▶ Collected data
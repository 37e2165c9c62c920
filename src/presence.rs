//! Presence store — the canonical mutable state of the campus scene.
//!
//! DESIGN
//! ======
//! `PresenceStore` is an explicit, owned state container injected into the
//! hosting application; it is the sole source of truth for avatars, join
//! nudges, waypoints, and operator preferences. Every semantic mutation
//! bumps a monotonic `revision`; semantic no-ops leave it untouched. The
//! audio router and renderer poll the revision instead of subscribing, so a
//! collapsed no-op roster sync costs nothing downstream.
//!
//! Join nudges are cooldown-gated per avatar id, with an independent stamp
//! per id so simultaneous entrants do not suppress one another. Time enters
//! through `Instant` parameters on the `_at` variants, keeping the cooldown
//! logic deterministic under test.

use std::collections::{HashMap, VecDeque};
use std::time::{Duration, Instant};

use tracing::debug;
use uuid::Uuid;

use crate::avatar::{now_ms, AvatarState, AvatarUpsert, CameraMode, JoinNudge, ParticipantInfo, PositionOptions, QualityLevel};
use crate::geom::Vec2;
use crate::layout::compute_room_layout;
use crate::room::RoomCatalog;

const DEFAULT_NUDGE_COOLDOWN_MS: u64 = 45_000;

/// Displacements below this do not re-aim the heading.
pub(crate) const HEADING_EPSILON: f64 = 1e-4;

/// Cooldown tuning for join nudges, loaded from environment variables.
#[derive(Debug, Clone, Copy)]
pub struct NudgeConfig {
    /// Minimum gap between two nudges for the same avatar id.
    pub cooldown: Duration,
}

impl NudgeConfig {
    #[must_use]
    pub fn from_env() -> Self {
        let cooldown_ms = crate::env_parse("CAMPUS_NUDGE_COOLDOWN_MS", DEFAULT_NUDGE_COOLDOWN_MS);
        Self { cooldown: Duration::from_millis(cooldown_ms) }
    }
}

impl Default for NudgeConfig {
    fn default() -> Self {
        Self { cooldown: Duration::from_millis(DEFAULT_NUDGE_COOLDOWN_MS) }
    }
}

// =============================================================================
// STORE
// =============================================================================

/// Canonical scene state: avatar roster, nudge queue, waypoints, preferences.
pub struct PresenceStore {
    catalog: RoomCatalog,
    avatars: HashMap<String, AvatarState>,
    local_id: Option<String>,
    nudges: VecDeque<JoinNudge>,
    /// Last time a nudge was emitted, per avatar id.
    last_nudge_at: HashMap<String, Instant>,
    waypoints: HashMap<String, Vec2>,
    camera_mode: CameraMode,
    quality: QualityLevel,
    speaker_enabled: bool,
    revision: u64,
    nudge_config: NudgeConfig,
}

--

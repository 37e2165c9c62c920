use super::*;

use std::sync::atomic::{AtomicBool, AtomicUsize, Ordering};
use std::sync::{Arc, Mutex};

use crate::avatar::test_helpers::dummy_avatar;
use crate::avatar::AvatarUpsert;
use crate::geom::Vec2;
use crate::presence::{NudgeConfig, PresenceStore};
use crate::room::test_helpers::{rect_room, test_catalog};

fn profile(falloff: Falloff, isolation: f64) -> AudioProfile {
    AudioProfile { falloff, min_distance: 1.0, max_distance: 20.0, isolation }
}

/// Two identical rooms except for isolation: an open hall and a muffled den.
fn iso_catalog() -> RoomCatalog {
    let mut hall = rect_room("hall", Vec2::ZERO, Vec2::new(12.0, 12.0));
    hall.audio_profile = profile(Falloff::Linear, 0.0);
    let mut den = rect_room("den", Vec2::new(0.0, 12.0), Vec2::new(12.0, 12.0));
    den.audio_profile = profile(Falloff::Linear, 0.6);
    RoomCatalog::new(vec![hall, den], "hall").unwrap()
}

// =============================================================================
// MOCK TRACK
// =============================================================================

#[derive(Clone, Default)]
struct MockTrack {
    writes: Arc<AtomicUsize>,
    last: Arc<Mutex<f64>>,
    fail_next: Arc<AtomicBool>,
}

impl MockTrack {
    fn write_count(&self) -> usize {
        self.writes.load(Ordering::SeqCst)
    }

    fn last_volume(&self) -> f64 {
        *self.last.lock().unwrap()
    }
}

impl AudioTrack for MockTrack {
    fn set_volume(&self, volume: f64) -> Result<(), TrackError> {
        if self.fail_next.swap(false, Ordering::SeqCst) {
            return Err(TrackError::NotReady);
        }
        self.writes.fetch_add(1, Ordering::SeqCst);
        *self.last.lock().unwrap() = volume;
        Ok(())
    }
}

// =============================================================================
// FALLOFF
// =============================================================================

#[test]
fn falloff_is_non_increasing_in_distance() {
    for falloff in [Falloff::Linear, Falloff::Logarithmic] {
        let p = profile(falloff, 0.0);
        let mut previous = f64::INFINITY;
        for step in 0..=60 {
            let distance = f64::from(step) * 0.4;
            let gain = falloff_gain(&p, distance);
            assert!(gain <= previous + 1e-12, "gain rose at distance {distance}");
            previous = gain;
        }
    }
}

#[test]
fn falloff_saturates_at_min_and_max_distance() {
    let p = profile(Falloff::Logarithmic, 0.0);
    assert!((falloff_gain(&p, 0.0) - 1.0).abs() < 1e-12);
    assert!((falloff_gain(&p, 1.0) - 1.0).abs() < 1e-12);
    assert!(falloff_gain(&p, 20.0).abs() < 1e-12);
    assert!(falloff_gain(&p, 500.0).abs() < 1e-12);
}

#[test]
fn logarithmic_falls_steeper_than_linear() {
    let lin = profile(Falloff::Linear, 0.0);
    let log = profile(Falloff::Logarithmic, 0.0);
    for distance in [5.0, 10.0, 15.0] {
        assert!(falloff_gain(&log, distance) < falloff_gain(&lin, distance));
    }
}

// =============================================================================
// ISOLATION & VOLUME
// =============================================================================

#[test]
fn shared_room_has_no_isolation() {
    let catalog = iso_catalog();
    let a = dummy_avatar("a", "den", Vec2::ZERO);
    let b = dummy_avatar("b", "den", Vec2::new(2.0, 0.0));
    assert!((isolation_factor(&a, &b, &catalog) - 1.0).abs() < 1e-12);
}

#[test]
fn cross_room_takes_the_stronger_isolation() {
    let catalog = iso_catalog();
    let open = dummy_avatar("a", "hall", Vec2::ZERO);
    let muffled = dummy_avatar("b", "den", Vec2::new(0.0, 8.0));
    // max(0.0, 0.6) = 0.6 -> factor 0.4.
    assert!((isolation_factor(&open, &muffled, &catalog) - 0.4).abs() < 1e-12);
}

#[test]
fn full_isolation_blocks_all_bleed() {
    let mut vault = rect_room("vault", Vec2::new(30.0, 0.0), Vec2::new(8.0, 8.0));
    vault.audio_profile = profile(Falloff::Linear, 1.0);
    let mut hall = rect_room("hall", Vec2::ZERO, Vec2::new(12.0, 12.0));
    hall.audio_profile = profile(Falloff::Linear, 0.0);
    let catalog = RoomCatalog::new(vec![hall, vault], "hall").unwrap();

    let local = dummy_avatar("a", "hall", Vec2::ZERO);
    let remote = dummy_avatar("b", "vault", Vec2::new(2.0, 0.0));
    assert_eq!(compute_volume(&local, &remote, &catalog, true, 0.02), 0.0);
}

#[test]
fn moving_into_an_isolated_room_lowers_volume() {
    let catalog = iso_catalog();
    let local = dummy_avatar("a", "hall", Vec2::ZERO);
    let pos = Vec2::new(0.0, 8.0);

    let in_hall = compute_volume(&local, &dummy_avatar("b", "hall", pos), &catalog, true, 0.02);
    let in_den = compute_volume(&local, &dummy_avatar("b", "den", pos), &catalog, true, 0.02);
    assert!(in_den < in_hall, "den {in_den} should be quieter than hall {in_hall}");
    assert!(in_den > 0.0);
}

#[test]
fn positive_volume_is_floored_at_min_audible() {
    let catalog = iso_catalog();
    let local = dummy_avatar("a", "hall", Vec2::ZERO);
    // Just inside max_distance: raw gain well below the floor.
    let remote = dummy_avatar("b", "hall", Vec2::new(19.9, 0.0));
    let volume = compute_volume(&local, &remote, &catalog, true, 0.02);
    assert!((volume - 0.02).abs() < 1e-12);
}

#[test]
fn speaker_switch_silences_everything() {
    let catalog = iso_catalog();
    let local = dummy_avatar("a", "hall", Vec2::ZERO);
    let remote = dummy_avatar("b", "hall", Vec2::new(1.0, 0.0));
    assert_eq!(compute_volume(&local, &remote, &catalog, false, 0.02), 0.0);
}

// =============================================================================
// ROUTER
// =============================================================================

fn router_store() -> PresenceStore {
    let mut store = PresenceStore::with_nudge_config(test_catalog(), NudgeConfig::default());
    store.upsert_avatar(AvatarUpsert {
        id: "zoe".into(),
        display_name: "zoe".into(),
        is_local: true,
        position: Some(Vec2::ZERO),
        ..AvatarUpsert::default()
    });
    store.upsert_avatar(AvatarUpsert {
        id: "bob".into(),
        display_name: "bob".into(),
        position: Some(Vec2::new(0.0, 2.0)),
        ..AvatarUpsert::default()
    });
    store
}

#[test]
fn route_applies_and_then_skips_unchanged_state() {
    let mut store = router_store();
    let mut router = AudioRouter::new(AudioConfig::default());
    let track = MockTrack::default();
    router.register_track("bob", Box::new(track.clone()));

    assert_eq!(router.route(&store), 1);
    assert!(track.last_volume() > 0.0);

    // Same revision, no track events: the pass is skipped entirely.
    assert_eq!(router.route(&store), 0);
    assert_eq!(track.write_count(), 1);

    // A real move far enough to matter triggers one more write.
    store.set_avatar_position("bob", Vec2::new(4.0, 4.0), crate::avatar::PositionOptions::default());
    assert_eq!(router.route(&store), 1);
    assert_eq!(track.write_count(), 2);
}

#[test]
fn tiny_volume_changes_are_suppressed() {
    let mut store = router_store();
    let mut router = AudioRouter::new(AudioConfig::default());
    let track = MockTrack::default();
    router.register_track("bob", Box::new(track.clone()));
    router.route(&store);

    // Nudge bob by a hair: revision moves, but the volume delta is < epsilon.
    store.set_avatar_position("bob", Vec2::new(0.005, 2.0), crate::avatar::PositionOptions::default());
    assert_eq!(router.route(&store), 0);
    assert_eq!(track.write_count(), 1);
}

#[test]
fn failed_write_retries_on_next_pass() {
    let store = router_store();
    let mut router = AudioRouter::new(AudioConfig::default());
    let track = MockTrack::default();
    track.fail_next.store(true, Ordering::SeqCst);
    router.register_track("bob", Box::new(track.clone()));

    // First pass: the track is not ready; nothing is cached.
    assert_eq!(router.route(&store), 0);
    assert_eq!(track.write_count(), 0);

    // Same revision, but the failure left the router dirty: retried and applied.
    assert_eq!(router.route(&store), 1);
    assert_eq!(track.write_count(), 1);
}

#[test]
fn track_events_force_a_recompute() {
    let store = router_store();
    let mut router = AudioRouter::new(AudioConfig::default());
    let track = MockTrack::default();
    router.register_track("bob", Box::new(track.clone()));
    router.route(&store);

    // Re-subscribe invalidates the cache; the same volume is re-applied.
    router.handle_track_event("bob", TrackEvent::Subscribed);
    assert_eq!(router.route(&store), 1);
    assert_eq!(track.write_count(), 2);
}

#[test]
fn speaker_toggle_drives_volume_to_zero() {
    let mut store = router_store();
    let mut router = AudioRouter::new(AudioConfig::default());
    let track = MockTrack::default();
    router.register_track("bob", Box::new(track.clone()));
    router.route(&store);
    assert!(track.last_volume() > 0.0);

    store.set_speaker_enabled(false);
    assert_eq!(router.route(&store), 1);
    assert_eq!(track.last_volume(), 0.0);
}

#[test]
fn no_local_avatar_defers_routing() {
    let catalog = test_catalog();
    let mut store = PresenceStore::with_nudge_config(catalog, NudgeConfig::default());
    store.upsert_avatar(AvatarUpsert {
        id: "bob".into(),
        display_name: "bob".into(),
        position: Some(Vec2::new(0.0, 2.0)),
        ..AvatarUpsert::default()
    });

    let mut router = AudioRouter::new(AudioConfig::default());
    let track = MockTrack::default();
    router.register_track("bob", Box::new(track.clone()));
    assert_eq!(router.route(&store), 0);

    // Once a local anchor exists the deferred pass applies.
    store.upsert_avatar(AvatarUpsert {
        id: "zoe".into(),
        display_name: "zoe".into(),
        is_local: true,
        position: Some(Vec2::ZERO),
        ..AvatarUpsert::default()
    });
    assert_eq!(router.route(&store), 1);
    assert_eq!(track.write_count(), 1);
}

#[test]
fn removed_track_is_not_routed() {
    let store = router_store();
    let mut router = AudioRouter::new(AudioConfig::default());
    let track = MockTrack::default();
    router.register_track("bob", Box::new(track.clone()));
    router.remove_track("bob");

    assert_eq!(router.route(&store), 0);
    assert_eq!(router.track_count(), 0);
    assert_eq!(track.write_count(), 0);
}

--

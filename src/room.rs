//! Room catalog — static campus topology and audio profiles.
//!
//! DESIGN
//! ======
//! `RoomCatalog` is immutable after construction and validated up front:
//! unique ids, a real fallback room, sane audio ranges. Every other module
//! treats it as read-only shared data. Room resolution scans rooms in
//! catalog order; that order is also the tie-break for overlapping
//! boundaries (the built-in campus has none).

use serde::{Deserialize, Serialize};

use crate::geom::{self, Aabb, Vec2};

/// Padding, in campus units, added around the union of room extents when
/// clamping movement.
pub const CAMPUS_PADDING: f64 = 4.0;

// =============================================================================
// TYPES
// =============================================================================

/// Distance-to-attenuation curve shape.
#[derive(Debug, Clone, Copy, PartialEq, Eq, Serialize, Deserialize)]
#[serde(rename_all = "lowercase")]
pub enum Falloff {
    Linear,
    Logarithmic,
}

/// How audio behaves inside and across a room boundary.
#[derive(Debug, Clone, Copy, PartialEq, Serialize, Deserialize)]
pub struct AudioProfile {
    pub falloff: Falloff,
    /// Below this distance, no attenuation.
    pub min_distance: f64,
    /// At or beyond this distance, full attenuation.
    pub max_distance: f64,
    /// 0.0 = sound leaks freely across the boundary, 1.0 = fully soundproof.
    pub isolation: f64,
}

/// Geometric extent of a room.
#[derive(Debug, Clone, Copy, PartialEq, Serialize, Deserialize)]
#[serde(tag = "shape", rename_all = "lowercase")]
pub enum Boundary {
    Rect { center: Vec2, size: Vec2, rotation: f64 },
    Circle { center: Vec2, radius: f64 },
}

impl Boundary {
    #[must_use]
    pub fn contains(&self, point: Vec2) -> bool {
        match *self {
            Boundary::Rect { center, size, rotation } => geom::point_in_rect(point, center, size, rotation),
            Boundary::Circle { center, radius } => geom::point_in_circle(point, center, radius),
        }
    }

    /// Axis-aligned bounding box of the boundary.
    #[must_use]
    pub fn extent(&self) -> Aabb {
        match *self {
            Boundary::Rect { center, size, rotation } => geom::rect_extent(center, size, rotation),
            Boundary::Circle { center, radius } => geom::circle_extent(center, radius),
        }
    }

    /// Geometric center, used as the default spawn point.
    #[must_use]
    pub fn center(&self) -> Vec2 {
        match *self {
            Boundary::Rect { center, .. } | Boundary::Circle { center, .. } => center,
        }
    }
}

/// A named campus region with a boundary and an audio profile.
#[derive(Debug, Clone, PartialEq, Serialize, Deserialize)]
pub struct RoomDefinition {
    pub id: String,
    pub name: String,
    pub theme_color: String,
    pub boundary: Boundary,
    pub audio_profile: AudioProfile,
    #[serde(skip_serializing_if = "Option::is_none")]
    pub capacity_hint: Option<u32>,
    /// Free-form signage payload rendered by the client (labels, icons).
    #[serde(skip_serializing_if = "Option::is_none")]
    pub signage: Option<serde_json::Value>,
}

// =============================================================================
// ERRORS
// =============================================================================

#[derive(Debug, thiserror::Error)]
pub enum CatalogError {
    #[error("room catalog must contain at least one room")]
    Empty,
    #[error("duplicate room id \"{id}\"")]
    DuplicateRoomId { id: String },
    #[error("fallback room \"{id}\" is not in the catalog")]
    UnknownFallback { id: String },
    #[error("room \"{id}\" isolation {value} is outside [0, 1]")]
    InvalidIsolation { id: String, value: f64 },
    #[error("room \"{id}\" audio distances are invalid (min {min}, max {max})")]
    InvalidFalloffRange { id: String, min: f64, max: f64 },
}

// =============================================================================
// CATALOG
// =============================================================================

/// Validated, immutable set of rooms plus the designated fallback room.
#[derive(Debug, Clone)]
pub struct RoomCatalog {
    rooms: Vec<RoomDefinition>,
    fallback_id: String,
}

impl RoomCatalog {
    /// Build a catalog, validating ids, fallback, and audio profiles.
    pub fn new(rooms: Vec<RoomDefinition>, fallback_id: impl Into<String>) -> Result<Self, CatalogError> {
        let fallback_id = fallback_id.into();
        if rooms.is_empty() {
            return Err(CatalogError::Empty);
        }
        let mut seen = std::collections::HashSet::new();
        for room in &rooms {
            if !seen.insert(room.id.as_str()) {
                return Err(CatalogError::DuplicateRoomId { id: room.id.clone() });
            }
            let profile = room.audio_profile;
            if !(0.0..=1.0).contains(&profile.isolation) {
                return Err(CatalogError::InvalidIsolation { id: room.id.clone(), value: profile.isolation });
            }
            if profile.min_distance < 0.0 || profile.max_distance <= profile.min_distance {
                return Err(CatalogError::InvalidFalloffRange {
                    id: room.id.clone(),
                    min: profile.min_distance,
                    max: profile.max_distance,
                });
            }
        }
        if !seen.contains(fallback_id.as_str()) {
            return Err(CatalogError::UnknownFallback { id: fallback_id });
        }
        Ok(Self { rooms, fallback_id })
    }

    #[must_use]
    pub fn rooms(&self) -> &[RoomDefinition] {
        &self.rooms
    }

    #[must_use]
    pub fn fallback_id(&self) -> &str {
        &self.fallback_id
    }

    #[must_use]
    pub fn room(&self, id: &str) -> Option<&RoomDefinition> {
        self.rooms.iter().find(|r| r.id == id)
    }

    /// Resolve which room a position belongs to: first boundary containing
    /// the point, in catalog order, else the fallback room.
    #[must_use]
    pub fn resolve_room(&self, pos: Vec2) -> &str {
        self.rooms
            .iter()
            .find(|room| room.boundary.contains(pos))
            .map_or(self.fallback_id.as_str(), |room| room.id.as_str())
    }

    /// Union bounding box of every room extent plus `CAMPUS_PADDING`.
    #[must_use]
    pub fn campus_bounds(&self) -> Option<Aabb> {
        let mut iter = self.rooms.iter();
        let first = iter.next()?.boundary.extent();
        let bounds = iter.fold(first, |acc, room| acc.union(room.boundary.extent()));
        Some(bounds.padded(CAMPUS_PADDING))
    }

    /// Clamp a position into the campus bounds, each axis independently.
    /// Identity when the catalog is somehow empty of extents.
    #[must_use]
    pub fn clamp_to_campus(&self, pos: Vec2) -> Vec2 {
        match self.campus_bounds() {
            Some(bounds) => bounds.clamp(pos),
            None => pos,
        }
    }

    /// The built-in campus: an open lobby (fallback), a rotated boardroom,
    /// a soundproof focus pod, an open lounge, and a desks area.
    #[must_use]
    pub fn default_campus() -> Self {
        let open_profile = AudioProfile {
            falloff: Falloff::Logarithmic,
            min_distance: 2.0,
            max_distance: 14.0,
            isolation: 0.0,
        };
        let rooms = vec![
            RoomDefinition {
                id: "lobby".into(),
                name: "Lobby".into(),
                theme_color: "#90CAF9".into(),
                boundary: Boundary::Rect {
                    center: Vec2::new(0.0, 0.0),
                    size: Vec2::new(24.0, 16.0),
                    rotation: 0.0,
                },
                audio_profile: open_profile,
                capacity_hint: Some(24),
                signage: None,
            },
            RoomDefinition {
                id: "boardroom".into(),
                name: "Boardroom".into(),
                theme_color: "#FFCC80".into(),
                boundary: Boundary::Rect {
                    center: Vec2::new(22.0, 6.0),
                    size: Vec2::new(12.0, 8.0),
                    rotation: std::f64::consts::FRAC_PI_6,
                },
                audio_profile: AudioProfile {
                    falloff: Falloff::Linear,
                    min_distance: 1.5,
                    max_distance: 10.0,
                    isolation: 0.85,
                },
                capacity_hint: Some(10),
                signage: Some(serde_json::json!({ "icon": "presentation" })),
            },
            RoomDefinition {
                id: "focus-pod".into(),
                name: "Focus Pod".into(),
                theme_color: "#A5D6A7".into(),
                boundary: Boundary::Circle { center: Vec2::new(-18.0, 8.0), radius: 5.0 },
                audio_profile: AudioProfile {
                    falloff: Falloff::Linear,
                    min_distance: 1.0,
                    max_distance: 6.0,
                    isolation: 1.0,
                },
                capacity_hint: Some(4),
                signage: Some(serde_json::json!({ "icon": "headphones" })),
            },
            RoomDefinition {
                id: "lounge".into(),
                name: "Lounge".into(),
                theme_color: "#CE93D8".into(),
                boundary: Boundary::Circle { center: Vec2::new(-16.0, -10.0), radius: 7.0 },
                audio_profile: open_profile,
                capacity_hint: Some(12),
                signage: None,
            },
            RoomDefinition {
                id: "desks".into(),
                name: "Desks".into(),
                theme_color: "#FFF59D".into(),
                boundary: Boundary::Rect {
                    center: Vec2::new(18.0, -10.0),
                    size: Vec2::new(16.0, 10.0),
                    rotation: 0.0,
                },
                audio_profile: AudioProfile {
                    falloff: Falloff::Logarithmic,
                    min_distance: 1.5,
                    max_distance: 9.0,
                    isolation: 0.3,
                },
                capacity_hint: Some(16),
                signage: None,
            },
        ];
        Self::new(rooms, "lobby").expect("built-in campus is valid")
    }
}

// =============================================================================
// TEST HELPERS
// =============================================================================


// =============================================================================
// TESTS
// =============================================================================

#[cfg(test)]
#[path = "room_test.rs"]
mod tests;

▶ Exercise objective
Wherever a line in the records contains the word "immutable", copy that line.

▶ Reply
//! `RoomCatalog` is immutable after construction and validated up front:
/// Validated, immutable set of rooms plus the designated fallback room.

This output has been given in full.